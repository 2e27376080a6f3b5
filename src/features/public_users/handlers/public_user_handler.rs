use std::sync::Arc;

use axum::{extract::State, Json};

use crate::core::error::Result;
use crate::core::extractor::AppJson;
use crate::features::auth::guards::RequirePublicUser;
use crate::features::public_users::dtos::{
    PublicUserCodeVerifyDto, PublicUserDetailsDto, PublicUserRegistrationDto,
    PublicUserRegistrationResponseDto, UpdatePublicUserDto,
};
use crate::features::public_users::services::PublicUserService;
use crate::shared::types::ApiResponse;

/// Register a public user account
#[utoipa::path(
    post,
    path = "/public/user/register",
    request_body = PublicUserRegistrationDto,
    responses(
        (status = 200, description = "Registered, verification pending", body = ApiResponse<PublicUserRegistrationResponseDto>),
        (status = 400, description = "Validation error"),
        (status = 409, description = "Email already registered")
    ),
    tag = "public-users"
)]
pub async fn register(
    State(service): State<Arc<PublicUserService>>,
    AppJson(dto): AppJson<PublicUserRegistrationDto>,
) -> Result<Json<ApiResponse<PublicUserRegistrationResponseDto>>> {
    let registration = service.register(dto).await?;
    Ok(Json(ApiResponse::success(
        Some(registration),
        Some("Verification code sent to your email".to_string()),
        None,
    )))
}

/// Confirm the emailed verification code
#[utoipa::path(
    post,
    path = "/public/user/verify",
    request_body = PublicUserCodeVerifyDto,
    responses(
        (status = 200, description = "Account activated"),
        (status = 400, description = "Invalid or expired code"),
        (status = 404, description = "User not found")
    ),
    tag = "public-users"
)]
pub async fn verify(
    State(service): State<Arc<PublicUserService>>,
    AppJson(dto): AppJson<PublicUserCodeVerifyDto>,
) -> Result<Json<ApiResponse<()>>> {
    service.verify(dto).await?;
    Ok(Json(ApiResponse::message("Account verified successfully!")))
}

/// Profile of the authenticated public user
#[utoipa::path(
    get,
    path = "/public/user/details",
    responses(
        (status = 200, description = "Profile", body = ApiResponse<PublicUserDetailsDto>),
        (status = 403, description = "Not a public user"),
        (status = 404, description = "Profile not found")
    ),
    tag = "public-users",
    security(("bearer_auth" = []))
)]
pub async fn get_details(
    RequirePublicUser(user): RequirePublicUser,
    State(service): State<Arc<PublicUserService>>,
) -> Result<Json<ApiResponse<PublicUserDetailsDto>>> {
    let details = service.get_details(user.user_id).await?;
    Ok(Json(ApiResponse::success(Some(details), None, None)))
}

/// Replace the editable profile fields
#[utoipa::path(
    post,
    path = "/public/user/update",
    request_body = UpdatePublicUserDto,
    responses(
        (status = 200, description = "Profile updated", body = ApiResponse<PublicUserDetailsDto>),
        (status = 400, description = "Validation error"),
        (status = 403, description = "Not a public user")
    ),
    tag = "public-users",
    security(("bearer_auth" = []))
)]
pub async fn update_details(
    RequirePublicUser(user): RequirePublicUser,
    State(service): State<Arc<PublicUserService>>,
    AppJson(dto): AppJson<UpdatePublicUserDto>,
) -> Result<Json<ApiResponse<PublicUserDetailsDto>>> {
    let details = service.update_details(user.user_id, dto).await?;
    Ok(Json(ApiResponse::success(
        Some(details),
        Some("Details updated successfully!".to_string()),
        None,
    )))
}
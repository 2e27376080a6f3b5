use std::sync::Arc;

use axum::{
    routing::{get, post},
    Router,
};

use crate::features::provinces::handlers;
use crate::features::provinces::services::ProvinceService;

/// Create admin routes for the provinces feature
pub fn routes(service: Arc<ProvinceService>) -> Router {
    Router::new()
        .route("/admin/province/save", post(handlers::save_province))
        .route("/admin/province/all", get(handlers::get_all_provinces))
        .with_state(service)
}
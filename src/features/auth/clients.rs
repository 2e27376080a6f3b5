//! Registered OAuth clients.

use crate::core::config::AuthConfig;
use crate::features::auth::model::UserRole;
use crate::shared::constants::{
    ADMIN_ACCESS_TOKEN_VALIDITY_SECONDS, ADMIN_CLIENT_ID, ADMIN_REFRESH_TOKEN_VALIDITY_SECONDS,
    GRANT_TYPE_AUTHORIZATION_CODE, GRANT_TYPE_IMPLICIT, GRANT_TYPE_PASSWORD,
    GRANT_TYPE_REFRESH_TOKEN, PUBLIC_USER_ACCESS_TOKEN_VALIDITY_SECONDS, PUBLIC_USER_CLIENT_ID,
    PUBLIC_USER_REFRESH_TOKEN_VALIDITY_SECONDS, SCOPE_READ, SCOPE_TRUST, SCOPE_WRITE,
    VENDOR_ACCESS_TOKEN_VALIDITY_SECONDS, VENDOR_CLIENT_ID, VENDOR_REFRESH_TOKEN_VALIDITY_SECONDS,
};

const ALL_GRANT_TYPES: [&str; 4] = [
    GRANT_TYPE_PASSWORD,
    GRANT_TYPE_AUTHORIZATION_CODE,
    GRANT_TYPE_REFRESH_TOKEN,
    GRANT_TYPE_IMPLICIT,
];

const ALL_SCOPES: [&str; 3] = [SCOPE_READ, SCOPE_WRITE, SCOPE_TRUST];

#[derive(Debug, Clone)]
pub struct OAuthClient {
    pub client_id: String,
    secret: String,
    /// The only account role this client may authenticate
    pub role: UserRole,
    pub access_token_validity_secs: i64,
    pub refresh_token_validity_secs: i64,
    pub grant_types: Vec<String>,
    pub scopes: Vec<String>,
}

impl OAuthClient {
    fn new(
        client_id: &str,
        secret: &str,
        role: UserRole,
        access_token_validity_secs: i64,
        refresh_token_validity_secs: i64,
    ) -> Self {
        Self {
            client_id: client_id.to_string(),
            secret: secret.to_string(),
            role,
            access_token_validity_secs,
            refresh_token_validity_secs,
            grant_types: ALL_GRANT_TYPES.iter().map(|g| g.to_string()).collect(),
            scopes: ALL_SCOPES.iter().map(|s| s.to_string()).collect(),
        }
    }

    pub fn allows_grant(&self, grant_type: &str) -> bool {
        self.grant_types.iter().any(|g| g == grant_type)
    }

    pub fn secret_matches(&self, secret: &str) -> bool {
        self.secret == secret
    }

    /// Resolve requested scopes; `None` or blank means every scope of the client.
    /// Returns `None` when any requested scope is not registered.
    pub fn resolve_scopes(&self, requested: Option<&str>) -> Option<Vec<String>> {
        let requested: Vec<&str> = requested
            .map(|s| s.split([' ', ',']).filter(|s| !s.is_empty()).collect())
            .unwrap_or_default();

        if requested.is_empty() {
            return Some(self.scopes.clone());
        }

        if requested.iter().all(|r| self.scopes.iter().any(|s| s == r)) {
            Some(requested.into_iter().map(str::to_string).collect())
        } else {
            None
        }
    }
}

#[derive(Debug, Clone)]
pub struct ClientRegistry {
    clients: Vec<OAuthClient>,
}

impl ClientRegistry {
    pub fn from_config(config: &AuthConfig) -> Self {
        Self {
            clients: vec![
                OAuthClient::new(
                    ADMIN_CLIENT_ID,
                    &config.admin_client_secret,
                    UserRole::Admin,
                    ADMIN_ACCESS_TOKEN_VALIDITY_SECONDS,
                    ADMIN_REFRESH_TOKEN_VALIDITY_SECONDS,
                ),
                OAuthClient::new(
                    PUBLIC_USER_CLIENT_ID,
                    &config.public_user_client_secret,
                    UserRole::PublicUser,
                    PUBLIC_USER_ACCESS_TOKEN_VALIDITY_SECONDS,
                    PUBLIC_USER_REFRESH_TOKEN_VALIDITY_SECONDS,
                ),
                OAuthClient::new(
                    VENDOR_CLIENT_ID,
                    &config.vendor_client_secret,
                    UserRole::Vendor,
                    VENDOR_ACCESS_TOKEN_VALIDITY_SECONDS,
                    VENDOR_REFRESH_TOKEN_VALIDITY_SECONDS,
                ),
            ],
        }
    }

    pub fn find(&self, client_id: &str) -> Option<&OAuthClient> {
        self.clients.iter().find(|c| c.client_id == client_id)
    }
}
use std::sync::Arc;
use std::time::Duration;

use chrono::Utc;

use crate::core::error::{AppError, Result};
use crate::features::auth::model::{UserRole, UserStatus};
use crate::features::auth::repositories::UserRepository;
use crate::features::public_users::dtos::{
    PublicUserCodeVerifyDto, PublicUserDetailsDto, PublicUserRegistrationDto,
    PublicUserRegistrationResponseDto, UpdatePublicUserDto,
};
use crate::features::public_users::models::NewPublicUser;
use crate::features::public_users::repositories::PublicUserRepository;
use crate::features::public_users::services::{generate_verification_code, VerificationCodeSender};
use crate::shared::password::hash_password_blocking;

/// Service for public user self-registration and profile management
pub struct PublicUserService {
    public_users: Arc<dyn PublicUserRepository>,
    users: Arc<dyn UserRepository>,
    code_sender: Arc<dyn VerificationCodeSender>,
    code_ttl: Duration,
}

impl PublicUserService {
    pub fn new(
        public_users: Arc<dyn PublicUserRepository>,
        users: Arc<dyn UserRepository>,
        code_sender: Arc<dyn VerificationCodeSender>,
        code_ttl: Duration,
    ) -> Self {
        Self {
            public_users,
            users,
            code_sender,
            code_ttl,
        }
    }

    /// Create a PENDING account and profile, then send the verification code
    pub async fn register(
        &self,
        dto: PublicUserRegistrationDto,
    ) -> Result<PublicUserRegistrationResponseDto> {
        let email = dto.email.trim().to_lowercase();
        let password_hash = hash_password_blocking(dto.password).await?;
        let code = generate_verification_code();
        let ttl = chrono::Duration::from_std(self.code_ttl)
            .map_err(|e| AppError::Internal(format!("Invalid verification code TTL: {}", e)))?;

        let mut uow = self.public_users.begin().await?;

        if uow.email_taken(&email).await? || uow.username_taken(&email).await? {
            return Err(AppError::Conflict(
                "There is an existing user for given email!".to_string(),
            ));
        }

        let account = uow
            .insert_account(
                &email,
                &password_hash,
                UserRole::PublicUser,
                UserStatus::Pending,
            )
            .await?;

        let profile = uow
            .insert_profile(&NewPublicUser {
                account_id: account.id,
                first_name: dto.first_name.trim().to_string(),
                last_name: dto.last_name.trim().to_string(),
                email: email.clone(),
                mobile: dto.mobile,
                verification_code: code.clone(),
                verification_expires_at: Utc::now() + ttl,
            })
            .await?;

        // A failed delivery drops the unit of work, so the email stays free to retry.
        self.code_sender.send_code(&email, &code).await?;

        uow.commit().await?;
        tracing::info!(
            "Public user registered: id={}, account_id={}",
            profile.id,
            account.id
        );

        Ok(PublicUserRegistrationResponseDto {
            email,
            status: account.status,
        })
    }

    /// Activate the account when the code matches and has not expired
    pub async fn verify(&self, dto: PublicUserCodeVerifyDto) -> Result<()> {
        let mut uow = self.public_users.begin().await?;

        let profile = uow
            .lock_by_email(dto.email.trim())
            .await?
            .ok_or_else(|| AppError::NotFound("User not found".to_string()))?;

        let code_matches = profile.verification_code.as_deref() == Some(dto.code.trim());
        let not_expired = profile
            .verification_expires_at
            .map(|expires_at| expires_at > Utc::now())
            .unwrap_or(false);

        if !code_matches || !not_expired {
            return Err(AppError::BadRequest(
                "Invalid or expired verification code".to_string(),
            ));
        }

        uow.set_account_status(profile.account_id, UserStatus::Active)
            .await?;
        uow.clear_verification(profile.id).await?;
        uow.commit().await?;

        tracing::info!("Public user verified: account_id={}", profile.account_id);
        Ok(())
    }

    pub async fn get_details(&self, account_id: i64) -> Result<PublicUserDetailsDto> {
        let account = self
            .users
            .find_by_id(account_id)
            .await?
            .ok_or_else(|| AppError::NotFound("User not found".to_string()))?;

        let profile = self
            .public_users
            .find_by_account_id(account_id)
            .await?
            .ok_or_else(|| AppError::NotFound("User not found".to_string()))?;

        Ok(PublicUserDetailsDto::new(account.username, profile))
    }

    pub async fn update_details(
        &self,
        account_id: i64,
        dto: UpdatePublicUserDto,
    ) -> Result<PublicUserDetailsDto> {
        let account = self
            .users
            .find_by_id(account_id)
            .await?
            .ok_or_else(|| AppError::NotFound("User not found".to_string()))?;

        let profile = self
            .public_users
            .update_details(account_id, &dto.into())
            .await?
            .ok_or_else(|| AppError::NotFound("User not found".to_string()))?;

        tracing::info!("Public user details updated: account_id={}", account_id);
        Ok(PublicUserDetailsDto::new(account.username, profile))
    }
}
* * * * * * * * *
**Assigned task**
Wherever "NewPublicUser" turns up in the records, copy the whole line.

**Output for this exercise**
use crate::features::public_users::models::NewPublicUser;
            .insert_profile(&NewPublicUser {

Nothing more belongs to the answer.